Show every line of the records below that contains the word "instead".

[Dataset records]
▽

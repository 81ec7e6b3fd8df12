//! `cxxenv install` command

use anyhow::Result;

use crate::cli::InstallArgs;
use cxxenv::ops::{configure, current_tag, install_plan, numeric_version, InstallOptions};
use cxxenv::GlobalContext;

pub fn execute(args: InstallArgs, ctx: &GlobalContext) -> Result<()> {
    let env = configure(ctx, &args.args)?;
    let tag = current_tag(ctx.project_root(), args.tag_file.as_deref())?;

    let opts = InstallOptions {
        include_dir: ctx.resolve_path(&args.include),
        generated: args.generated.iter().map(|p| ctx.resolve_path(p)).collect(),
        pc_template: args.pc_template.as_deref().map(|p| ctx.resolve_path(p)),
        version: numeric_version(&tag)?.to_string(),
    };

    let plan = install_plan(&env, &opts)?;
    if plan.is_empty() {
        println!("nothing to install");
        return Ok(());
    }

    if args.dry_run {
        for entry in plan.iter() {
            println!("{} -> {}", entry.source.display(), entry.dest.display());
        }
    }
    plan.apply(args.dry_run)?;

    if !args.dry_run {
        println!("Installed {} files", plan.len());
    }

    Ok(())
}
//! Source file discovery.
//!
//! Build descriptions don't list their sources by hand; they ask for every
//! file with a given suffix below their directory. The result is sorted so
//! repeated runs on the same tree describe the build in the same order.

use std::path::{Path, PathBuf};

use thiserror::Error;
use walkdir::WalkDir;

/// Files whose name starts with this marker are skipped. They are pulled in
/// conditionally by other sources.
pub const EXCLUDE_MARKER: char = '_';

/// Errors from source discovery.
#[derive(Debug, Error)]
pub enum SourceError {
    #[error("no sources matching {suffixes:?} found in {}", root.display())]
    NoSources { root: PathBuf, suffixes: Vec<String> },

    #[error("source directory {} does not exist", .0.display())]
    NotADirectory(PathBuf),

    #[error("failed to walk {}", path.display())]
    Walk {
        path: PathBuf,
        #[source]
        source: walkdir::Error,
    },
}

/// What to look for.
#[derive(Debug, Clone, PartialEq, Eq)]
pub struct SourceQuery {
    /// File name suffixes to keep, e.g. `.cxx`
    pub suffixes: Vec<String>,
    /// Optional subdirectory of the root to search instead
    pub subdir: Option<PathBuf>,
    /// Descend into subdirectories
    pub recursive: bool,
}

impl SourceQuery {
    /// Recursive query for the given suffixes.
    pub fn new<I, S>(suffixes: I) -> Self
    where
        I: IntoIterator<Item = S>,
        S: Into<String>,
    {
        SourceQuery {
            suffixes: suffixes.into_iter().map(Into::into).collect(),
            subdir: None,
            recursive: true,
        }
    }

    /// Search a subdirectory instead of the root.
    pub fn in_subdir(mut self, subdir: impl Into<PathBuf>) -> Self {
        self.subdir = Some(subdir.into());
        self
    }

    /// Only look at the search directory itself.
    pub fn non_recursive(mut self) -> Self {
        self.recursive = false;
        self
    }

    fn matches(&self, file_name: &str) -> bool {
        !file_name.starts_with(EXCLUDE_MARKER)
            && self.suffixes.iter().any(|s| file_name.ends_with(s.as_str()))
    }
}

/// Find matching files below `root` (or `root/subdir`).
///
/// Returned paths are relative to the search directory, sorted and free of
/// duplicates. Finding nothing is an error.
pub fn gather_sources(root: &Path, query: &SourceQuery) -> Result<Vec<PathBuf>, SourceError> {
    let search_root = match &query.subdir {
        Some(subdir) => root.join(subdir),
        None => root.to_path_buf(),
    };

    if !search_root.is_dir() {
        return Err(SourceError::NotADirectory(search_root));
    }

    let mut walker = WalkDir::new(&search_root).follow_links(true);
    if !query.recursive {
        walker = walker.max_depth(1);
    }

    let mut sources: Vec<PathBuf> = Vec::new();

    for entry in walker {
        let entry = entry.map_err(|source| SourceError::Walk {
            path: search_root.clone(),
            source,
        })?;

        if !entry.file_type().is_file() {
            continue;
        }

        let Some(name) = entry.file_name().to_str() else {
            tracing::debug!("skipping non UTF-8 file name {}", entry.path().display());
            continue;
        };

        if !query.matches(name) {
            continue;
        }

        let rel = entry
            .path()
            .strip_prefix(&search_root)
            .unwrap_or(entry.path())
            .to_path_buf();

        // sorted insertion keeps the list deterministic and deduplicated
        if let Err(pos) = sources.binary_search(&rel) {
            sources.insert(pos, rel);
        }
    }

    if sources.is_empty() {
        return Err(SourceError::NoSources {
            root: search_root,
            suffixes: query.suffixes.clone(),
        });
    }

    tracing::debug!(
        "found {} sources in {}",
        sources.len(),
        search_root.display()
    );

    Ok(sources)
}

#[cfg(test)]
mod tests {
    use super::*;
    use crate::test_support::cxx_project;

    #[test]
    fn test_gather_sorted_and_filtered() {
        let tmp = cxx_project();
        let sources = gather_sources(tmp.path(), &SourceQuery::new([".cxx"]).in_subdir("src")).unwrap();

        assert_eq!(
            sources,
            vec![
                PathBuf::from("Init.cxx"),
                PathBuf::from("fs/File.cxx"),
                PathBuf::from("net/IPAddress.cxx"),
                PathBuf::from("net/Socket.cxx"),
            ]
        );
    }

    #[test]
    fn test_gather_multiple_suffixes() {
        let tmp = cxx_project();
        let headers = gather_sources(
            tmp.path(),
            &SourceQuery::new([".hxx", ".h"]).in_subdir("include"),
        )
        .unwrap();

        assert_eq!(
            headers,
            vec![
                PathBuf::from("Init.hxx"),
                PathBuf::from("net/Socket.hxx"),
                PathBuf::from("proc/pidfd.h"),
            ]
        );
    }

    #[test]
    fn test_overlapping_suffixes_do_not_duplicate() {
        let tmp = cxx_project();
        let sources = gather_sources(
            tmp.path(),
            &SourceQuery::new([".cxx", "xx", "Socket.cxx"]).in_subdir("src"),
        )
        .unwrap();

        assert_eq!(sources.len(), 4);
    }

    #[test]
    fn test_non_recursive() {
        let tmp = cxx_project();
        let sources = gather_sources(
            tmp.path(),
            &SourceQuery::new([".cxx"]).in_subdir("src").non_recursive(),
        )
        .unwrap();

        assert_eq!(sources, vec![PathBuf::from("Init.cxx")]);
    }

    #[test]
    fn test_no_sources_is_an_error() {
        let tmp = cxx_project();
        let err = gather_sources(tmp.path(), &SourceQuery::new([".rs"])).unwrap_err();
        assert!(matches!(err, SourceError::NoSources { .. }));
        assert!(err.to_string().contains("no sources matching"));
    }

    #[test]
    fn test_missing_directory() {
        let tmp = cxx_project();
        let err = gather_sources(tmp.path(), &SourceQuery::new([".cxx"]).in_subdir("nope"))
            .unwrap_err();
        assert!(matches!(err, SourceError::NotADirectory(_)));
    }

    #[test]
    fn test_repeated_runs_are_identical() {
        let tmp = cxx_project();
        let query = SourceQuery::new([".cxx", ".hxx"]);
        let first = gather_sources(tmp.path(), &query).unwrap();
        let second = gather_sources(tmp.path(), &query).unwrap();
        assert_eq!(first, second);
        assert!(first.contains(&PathBuf::from("include/net/Socket.hxx")));
    }
}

△

(WRITTEN RESPONSE)
    /// Optional subdirectory of the root to search instead
    /// Search a subdirectory instead of the root.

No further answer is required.